The majority of the Oak Ridge inhabitants and workers were women.

By Alyssa Moore
Graduate Student of Archives and Public History
New York University
The highly anticipated July 21 release of Christopher Nolan’s film Oppenheimer, starring Cillian Murphy, had many (including us at the History Office) digging into the lesser-known stories of those who contributed to the war effort beyond the scientist J. Robert Oppenheimer.
Every day, women such as Ruth Sisson Huddleston boarded a bus headed toward the Y-12 plant. Along the way, billboards with the now-famous message—“What you see here, What you do here, What you hear here, When you leave here, Let it stay here”—reminded her that she was forbidden from talking about her work. In fact, what she was doing was so secret that Huddleston herself was not told the purpose of her labor. She recalled, “I didn’t have any idea what we were doing. We weren’t allowed to even talk to anybody about what we were doing. All I know is they told us we were doing something to help win the war.”
When she arrived at Y-12 for her daily shift, she went to her station, which consisted of a wooden stool in front of a large panel. She spent the next eight hours adjusting handles, knobs, and switches, ensuring that the panel’s needle stayed in a narrow range in the center of the beam. What she and the other workers did not know was that Y-12 was a code name for a uranium electromagnetic separation plant, and these “calutron girls” were harvesting uranium for the first atomic bomb.

In 1945, the federal government finished building Clinton Engineer Works, a secret city in eastern Tennessee. The compound was part of the closely guarded Manhattan Project, and the site could not be found on any maps. It was codenamed Site X but was known to its inhabitants as Oak Ridge. On the grounds were schools, a newspaper, grocery stores, a post office, laundries, and even roller rinks, restaurants, dance halls, movie theaters, and a rolling library. Of the 75,000 people who lived and worked in the top-secret industrial war site, the vast majority were unaware that the town’s plants were designed to enrich uranium to be used in building an atomic bomb.
The majority of the Oak Ridge inhabitants were women who worked as janitors, mail censors, cooks, chemists, accountants, managers, and phone operators in machine shops and chemical processing plants. The women working at the plants producing uranium were known as “calutron girls.”
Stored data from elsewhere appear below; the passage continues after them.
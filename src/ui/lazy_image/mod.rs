// SPDX-License-Identifier: MPL-2.0
//! Lazily fetched images.
//!
//! - [`image`] - `LazyImage` state machine and view
//! - [`observer`] - visibility registry that arms deferred images

pub mod image;
pub mod observer;

pub use image::{Effect, LazyImage, LoadMode, Message};
pub use observer::{visible_ratio, Registration, VisibilityObserver};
Ernest Lawrence, a leader of the Manhattan Project and the inventor of the calutron, employed Ph.D. students to operate the calutrons at the University of California, Berkeley. Lawrence also wanted his students to operate the machinery at the Oak Ridge facilities, but due to labor shortages, he reluctantly agreed to train young women instead, many of whom were recent high school graduates from the local areas.
Most women in eastern Tennessee had few employment opportunities beyond local textile mills offering low wages. As calutron operators, they earned higher pay, were told they were “helping the boys” overseas, and found new independence by working away from home.

The Y-12 plant contained 1,152 calutrons in total. Each consisted of a vacuum chamber sandwiched between two large magnets. By moving the dials of the calutron, its operators used an electromagnetic process to separate the two charged atoms in uranium tetrachloride into isolated uranium isotopes, uranium-235 and uranium-238 ions. The isolated uranium-235 was the fuel for the atomic bomb.
Isolating enriched uranium was one of the most difficult parts of building the atomic bomb, and these women were initially seen as unqualified due to their lack of education and experience. Lawrence was later shocked to learn that the Oak Ridge women were far outperforming his Ph.D. physicists in harvesting uranium. Believing that his scientists and engineers could produce more enriched uranium than the “hillbilly girls” of Oak Ridge, Lawrence declared a friendly contest between the two groups. But the calutron girls again outperformed the male scientists at Berkeley, proving themselves to be highly capable of operating the instruments.

The calutron girls were made aware of the purpose of their work and the plan to build an atomic bomb from material they helped to create when the U.S. dropped “Little Boy” on the people of Hiroshima, Japan.
Though relieved that the war was over, calutron girls, like Huddleston, carried the knowledge of their critical role in unknowingly helping build the first atomic bomb. “I found out the day after they bombed Japan that we had a part in it,” Huddleston later reflected. “We were producing uranium. I felt like I had a part in helping end the war, but I kept thinking I had a part in killing those people.”
Soon after, most workers left Y-12 as the federal government dramatically scaled down operations at the end of the war and as more effective methods of uranium enrichment were developed.
Calutron girls were only a few thousand of the 125,000 Americans who worked on the Manhattan Project. At first glance, the voices of women like Ruth Sisson Huddleston may appear small, and while their recollections are complex, their labor was integral to Oak Ridge, to the wider war effort, and to America’s memory of World War II.